- Iran
- Date: 24 March 2007
- Meeting no.: 5,647
- Code: S/RES/1747 (Document)
- Subject: Non-proliferation
- Voting summary: 15 voted for; None voted against; None abstained;
- Result: Adopted

Security Council composition
- Permanent members: China; France; Russia; United Kingdom; United States;
- Non-permanent members: Belgium; Rep. of the Congo; Ghana; Indonesia; Italy; Panama; Peru; Qatar; Slovakia; South Africa;

= United Nations Security Council Resolution 1747 =

Flag of the United Nations

Flag of Islamic Republic of Iran

United Nations Security Council Resolution 1747 was a United Nations Security Council resolution, written with reference to some IAEA reports, that tightened the sanctions imposed on Iran in connection with the Iranian nuclear program. It was adopted unanimously by the United Nations Security Council on 24 March 2007.

In June 2006, the five permanent Security Council members plus Germany offered a package of economic incentives including transfer of technology in the civilian nuclear field, in exchange for Iran to give up permanently its disputed uranium enrichment programme.

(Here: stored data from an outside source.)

#[cfg(test)]
mod tests {
    use async_trait::async_trait;
    use domain::TurnRole;
    use futures::stream;
    use mockall::mock;

    use super::*;
    use crate::ports::{
        Capability, GenerationChunk, GenerationStream, MockSpeechPort, MockTranscriptStorePort,
        SynthesisResult,
    };

    mock! {
        pub GenerationEngine {}

        #[async_trait]
        impl GenerationPort for GenerationEngine {
            async fn generate_stream_with_system(
                &self,
                system_prompt: &str,
                message: &str,
            ) -> Result<GenerationStream, ApplicationError>;
            async fn is_healthy(&self) -> bool;
            fn current_model(&self) -> &str;
        }
    }

    fn chunked_stream(parts: &[&str]) -> GenerationStream {
        let mut chunks: Vec<Result<GenerationChunk, ApplicationError>> = parts
            .iter()
            .map(|part| {
                Ok(GenerationChunk {
                    content: (*part).to_string(),
                    done: false,
                    model: None,
                })
            })
            .collect();
        chunks.push(Ok(GenerationChunk {
            content: String::new(),
            done: true,
            model: Some("test-model".to_string()),
        }));
        Box::pin(stream::iter(chunks))
    }

    fn failing_stream() -> GenerationStream {
        Box::pin(stream::iter(vec![
            Ok(GenerationChunk {
                content: "partial".to_string(),
                done: false,
                model: None,
            }),
            Err(ApplicationError::Generation("connection reset".to_string())),
        ]))
    }

    fn speech_available() -> MockSpeechPort {
        let mut mock = MockSpeechPort::new();
        mock.expect_synthesis_capability()
            .returning(|| Capability::Available);
        mock.expect_synthesize().returning(|_| {
            Ok(SynthesisResult {
                audio: vec![1, 2, 3],
                mime_type: "audio/mpeg",
            })
        });
        mock
    }

    /// In-memory store mock that records appended turns for assertions.
    fn recording_store() -> (MockTranscriptStorePort, Arc<Mutex<Vec<Turn>>>) {
        let turns = Arc::new(Mutex::new(Vec::new()));
        let recorded = Arc::clone(&turns);

        let mut mock = MockTranscriptStorePort::new();
        mock.expect_append().returning(move |_, turn| {
            recorded.lock().push(turn);
            Ok(())
        });
        (mock, turns)
    }

    fn service(
        generation: MockGenerationEngine,
        speech: MockSpeechPort,
        store: MockTranscriptStorePort,
    ) -> TurnService {
        TurnService::new(Arc::new(generation), Arc::new(speech), Arc::new(store))
    }

    #[tokio::test]
    async fn empty_input_appends_nothing() {
        let generation = MockGenerationEngine::new();
        let speech = MockSpeechPort::new();
        let (store, turns) = recording_store();

        let service = service(generation, speech, store);
        let result = service
            .process_text(&SessionId::new(), "   \n\t  ")
            .await
            .unwrap();

        assert!(result.is_none());
        assert!(turns.lock().is_empty());
    }

    #[tokio::test]
    async fn accepted_input_appends_user_then_assistant() {
        let mut generation = MockGenerationEngine::new();
        generation
            .expect_generate_stream_with_system()
            .returning(|_, _| Ok(chunked_stream(&["Hello", " there", "!"])));

        let (store, turns) = recording_store();
        let service = service(generation, speech_available(), store);

        let assistant = service
            .process_text(&SessionId::new(), "Hi")
            .await
            .unwrap()
            .unwrap();

        let turns = turns.lock();
        assert_eq!(turns.len(), 2);
        assert_eq!(turns[0].role, TurnRole::User);
        assert_eq!(turns[0].content, "Hi");
        assert_eq!(turns[1].role, TurnRole::Assistant);
        assert_eq!(assistant.content, "Hello there!");
    }

    #[tokio::test]
    async fn fragments_concatenate_in_arrival_order() {
        let mut generation = MockGenerationEngine::new();
        generation
            .expect_generate_stream_with_system()
            .returning(|_, _| Ok(chunked_stream(&["c", "b", "a"])));

        let (store, _) = recording_store();
        let service = service(generation, speech_available(), store);

        let assistant = service
            .process_text(&SessionId::new(), "order test")
            .await
            .unwrap()
            .unwrap();

        assert_eq!(assistant.content, "cba");
    }

    #[tokio::test]
    async fn response_is_sanitized_before_append() {
        let mut generation = MockGenerationEngine::new();
        generation
            .expect_generate_stream_with_system()
            .returning(|_, _| Ok(chunked_stream(&["**Paris** is   the", " capital. 😀"])));

        let (store, _) = recording_store();
        let service = service(generation, speech_available(), store);

        let assistant = service
            .process_text(&SessionId::new(), "capital of France?")
            .await
            .unwrap()
            .unwrap();

        assert_eq!(assistant.content, "Paris is the capital.");
    }

    #[tokio::test]
    async fn generation_call_failure_substitutes_fallback() {
        let mut generation = MockGenerationEngine::new();
        generation
            .expect_generate_stream_with_system()
            .returning(|_, _| Err(ApplicationError::Generation("boom".to_string())));

        let (store, turns) = recording_store();
        let service = service(generation, speech_available(), store);

        let assistant = service
            .process_text(&SessionId::new(), "Hi")
            .await
            .unwrap()
            .unwrap();

        assert_eq!(assistant.content, prompt::GENERATION_FALLBACK);
        assert!(assistant.has_audio());
        assert_eq!(turns.lock().len(), 2);
    }

    #[tokio::test]
    async fn mid_stream_failure_discards_partial_response() {
        let mut generation = MockGenerationEngine::new();
        generation
            .expect_generate_stream_with_system()
            .returning(|_, _| Ok(failing_stream()));

        let (store, _) = recording_store();
        let service = service(generation, speech_available(), store);

        let assistant = service
            .process_text(&SessionId::new(), "Hi")
            .await
            .unwrap()
            .unwrap();

        assert_eq!(assistant.content, prompt::GENERATION_FALLBACK);
        assert!(!assistant.content.contains("partial"));
    }

    #[tokio::test]
    async fn synthesis_failure_yields_text_only_turn() {
        let mut generation = MockGenerationEngine::new();
        generation
            .expect_generate_stream_with_system()
            .returning(|_, _| Ok(chunked_stream(&["Answer"])));

        let mut speech = MockSpeechPort::new();
        speech
            .expect_synthesis_capability()
            .returning(|| Capability::Available);
        speech
            .expect_synthesize()
            .returning(|_| Err(ApplicationError::Synthesis("tts down".to_string())));

        let (store, turns) = recording_store();
        let service = service(generation, speech, store);

        let assistant = service
            .process_text(&SessionId::new(), "Hi")
            .await
            .unwrap()
            .unwrap();

        assert_eq!(assistant.content, "Answer");
        assert!(!assistant.has_audio());
        assert_eq!(turns.lock().len(), 2);
    }

    #[tokio::test]
    async fn unavailable_synthesis_is_never_called() {
        let mut generation = MockGenerationEngine::new();
        generation
            .expect_generate_stream_with_system()
            .returning(|_, _| Ok(chunked_stream(&["Answer"])));

        let mut speech = MockSpeechPort::new();
        speech
            .expect_synthesis_capability()
            .returning(|| Capability::unavailable("not configured"));
        // No expect_synthesize: a call would panic the mock.

        let (store, _) = recording_store();
        let service = service(generation, speech, store);

        let assistant = service
            .process_text(&SessionId::new(), "Hi")
            .await
            .unwrap()
            .unwrap();

        assert!(!assistant.has_audio());
    }

    #[tokio::test]
    async fn assistant_turn_carries_model_metadata() {
        let mut generation = MockGenerationEngine::new();
        generation
            .expect_generate_stream_with_system()
            .returning(|_, _| Ok(chunked_stream(&["Answer"])));

        let (store, _) = recording_store();
        let service = service(generation, speech_available(), store);

        let assistant = service
            .process_text(&SessionId::new(), "Hi")
            .await
            .unwrap()
            .unwrap();

        let metadata = assistant.metadata.unwrap();
        assert_eq!(metadata.model.as_deref(), Some("test-model"));
        assert!(metadata.latency_ms.is_some());
    }

    #[tokio::test]
    async fn submissions_alternate_user_assistant() {
        let mut generation = MockGenerationEngine::new();
        generation
            .expect_generate_stream_with_system()
            .returning(|_, _| Ok(chunked_stream(&["reply"])));

        let (store, turns) = recording_store();
        let service = service(generation, speech_available(), store);
        let session = SessionId::new();

        for i in 0..4 {
            service
                .process_text(&session, &format!("question {i}"))
                .await
                .unwrap();
        }

        let turns = turns.lock();
        assert_eq!(turns.len(), 8);
        for (i, turn) in turns.iter().enumerate() {
            let expected = if i % 2 == 0 {
                TurnRole::User
            } else {
                TurnRole::Assistant
            };
            assert_eq!(turn.role, expected, "turn {i}");
        }
    }

    #[tokio::test]
    async fn unknown_session_propagates() {
        let generation = MockGenerationEngine::new();
        let speech = MockSpeechPort::new();

        let mut store = MockTranscriptStorePort::new();
        store.expect_append().returning(|session, _| {
            Err(ApplicationError::UnknownSession(session.to_string()))
        });

        let service = service(generation, speech, store);
        let result = service.process_text(&SessionId::new(), "Hi").await;

        assert!(matches!(result, Err(ApplicationError::UnknownSession(_))));
    }

    #[test]
    fn forget_session_drops_the_lock() {
        let generation = MockGenerationEngine::new();
        let speech = MockSpeechPort::new();
        let (store, _) = recording_store();
        let service = service(generation, speech, store);

        let session = SessionId::new();
        let _lock = service.session_lock(&session);
        assert_eq!(service.session_locks.lock().len(), 1);

        service.forget_session(&session);
        assert!(service.session_locks.lock().is_empty());
    }
}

Iran maintains it did not accept this offer because it was not attractive enough and because of its inalienable right to enrich uranium for peaceful purposes. To justify its position, Iran made reference to previous accords concluded between the late Shah of Iran and the West regarding Eurodif and Bushehr. Iran has also referred to similar accords between the West and other countries like North Korea or Libya, where agreements reached and promises made have not been kept. In Resolution 1737, adopted by the Security Council in December 2006, an initial series of sanctions against Iran was implemented because it did not suspend its uranium enrichment programme.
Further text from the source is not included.